The aviation live fire demonstration Axalp (known as Fliegerschiessen or "aviator shooting") is an air show of the Swiss Air Force on the shooting range Axalp-Ebenfluh (also called Äbeflue).
There is a designated spectator area at the summit of Tschingel (2240 m), about 1 km west of the target area.

Initially a wartime exercise arena, in use during 1942-1945, Axalp-Ebenfluh was retained as an air force training ground after 1945. The first shooting exercise with jet engine planes, de Havilland Vampire, was held in 1949.
Exercises were not public, and observation was by invitation.
British Field Marshal Bernard Montgomery and Marshal of the Royal Air Force Lord Tedder were present at the exercise of February 1950.
The exercises are usually held annually over two days on the beginning of October.
Fighter planes no longer do bombing runs with exercise bombs, as was the original main purpose of the wartime exercise range.
The event was extended into a public air show in the 1990s, in addition to the live fire exercises also including aerobatic displays, including performances by Patrouille Suisse.
The "live fire" involves the use of aircraft cannons on ground targets mounted on the rock face.

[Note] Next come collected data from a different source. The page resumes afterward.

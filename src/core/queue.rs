//! Announcement queue: FIFO buffer with dedup against the last enqueued text
//!
//! Dedup only looks at what was last *enqueued* for a category, never at what is still
//! pending, so two rapid identical enqueues collapse into one item.

use std::collections::{HashMap, VecDeque};
use std::sync::{Arc, Mutex, MutexGuard, PoisonError};

use tokio::sync::Notify;
use tracing::{debug, trace};

use crate::types::{Announcement, Category, DedupScope};

/// Last enqueued text per category plus one global last text
#[derive(Debug, Default, Clone)]
pub struct DedupState {
    per_category: HashMap<Category, String>,
    global_last: String,
}

impl DedupState {
    /// Would enqueueing `text` under `category` repeat the last announcement?
    pub fn is_repeat(&self, text: &str, category: Category) -> bool {
        match category.dedup_scope() {
            DedupScope::PerCategory => self
                .per_category
                .get(&category)
                .is_some_and(|last| last == text),
            DedupScope::Global => self.global_last == text,
        }
    }

    fn record(&mut self, text: &str, category: Category) {
        self.per_category.insert(category, text.to_string());
        self.global_last = text.to_string();
    }

    /// Forget the last text for one category
    pub fn reset(&mut self, category: Category) {
        match category.dedup_scope() {
            DedupScope::PerCategory => {
                self.per_category.remove(&category);
            }
            DedupScope::Global => {
                self.per_category.remove(&category);
                self.global_last.clear();
            }
        }
    }

    pub fn last(&self, category: Category) -> Option<&str> {
        self.per_category.get(&category).map(String::as_str)
    }
}

/// Ordered buffer of pending announcements
#[derive(Debug, Default)]
pub struct AnnouncementQueue {
    pending: VecDeque<Announcement>,
    dedup: DedupState,
    enqueued: u64,
    suppressed: u64,
}

impl AnnouncementQueue {
    pub fn new() -> Self {
        Self::default()
    }

    /// Append `text` unless it is blank or repeats the last text for `category`.
    /// Returns whether an item was queued.
    pub fn enqueue(&mut self, text: impl Into<String>, category: Category) -> bool {
        let text = text.into();
        if text.trim().is_empty() {
            return false;
        }
        if self.dedup.is_repeat(&text, category) {
            self.suppressed += 1;
            trace!(category = %category, text = %text, "suppressed repeat");
            return false;
        }

        self.dedup.record(&text, category);
        debug!(category = %category, text = %text, pending = self.pending.len() + 1, "enqueued");
        self.pending.push_back(Announcement::new(text, category));
        self.enqueued += 1;
        true
    }

    /// Pop the oldest pending announcement
    pub fn dequeue(&mut self) -> Option<Announcement> {
        self.pending.pop_front()
    }

    /// Clear dedup memory for a closed context so the same line may be announced again
    pub fn reset(&mut self, category: Category) {
        self.dedup.reset(category);
    }

    pub fn reset_all(&mut self) {
        self.dedup = DedupState::default();
    }

    pub fn len(&self) -> usize {
        self.pending.len()
    }

    pub fn is_empty(&self) -> bool {
        self.pending.is_empty()
    }

    pub fn dedup(&self) -> &DedupState {
        &self.dedup
    }

    /// Items accepted since creation
    pub fn enqueued_count(&self) -> u64 {
        self.enqueued
    }

    /// Items rejected as repeats since creation
    pub fn suppressed_count(&self) -> u64 {
        self.suppressed
    }
}

#[derive(Debug, Default)]
struct Shared {
    queue: Mutex<AnnouncementQueue>,
    ready: Notify,
}

/// Cloneable handle shared by producers and the single drain loop
///
/// Producers and the consumer may live on different threads, so the queue sits behind
/// a mutex; every operation holds it only for O(1) work.
#[derive(Debug, Clone, Default)]
pub struct QueueHandle {
    shared: Arc<Shared>,
}

impl QueueHandle {
    pub fn new() -> Self {
        Self::default()
    }

    fn lock(&self) -> MutexGuard<'_, AnnouncementQueue> {
        self.shared
            .queue
            .lock()
            .unwrap_or_else(PoisonError::into_inner)
    }

    pub fn enqueue(&self, text: impl Into<String>, category: Category) -> bool {
        let queued = self.lock().enqueue(text, category);
        if queued {
            self.shared.ready.notify_one();
        }
        queued
    }

    pub fn dequeue(&self) -> Option<Announcement> {
        self.lock().dequeue()
    }

    pub fn reset(&self, category: Category) {
        self.lock().reset(category);
    }

    pub fn reset_all(&self) {
        self.lock().reset_all();
    }

    pub fn len(&self) -> usize {
        self.lock().len()
    }

    pub fn is_empty(&self) -> bool {
        self.lock().is_empty()
    }

    pub fn suppressed_count(&self) -> u64 {
        self.lock().suppressed_count()
    }

    /// Wait until something was enqueued since the last wake-up
    pub async fn ready(&self) {
        self.shared.ready.notified().await;
    }
}

// =============================================================================
// TESTS
// =============================================================================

Depending on weather conditions, there are also exercises involving army helicopters, parachutists or landing troops.

The event was cancelled in 2001 due to an accident with an air force Alouette III a few days before the scheduled date.
The number of spectators was estimated at 6,500 in 2005,
9,000 in 2006 and 2009, and at 11,000 in 2012 The event was cancelled due to bad weather conditions in 2013 and 2015, and not scheduled in 2014 due to the Air14 show in Payerne. It was again cancelled in 2016 due to several accidents suffered by the Swiss Air Force.
It was again held in 2017, 2018 and 2021.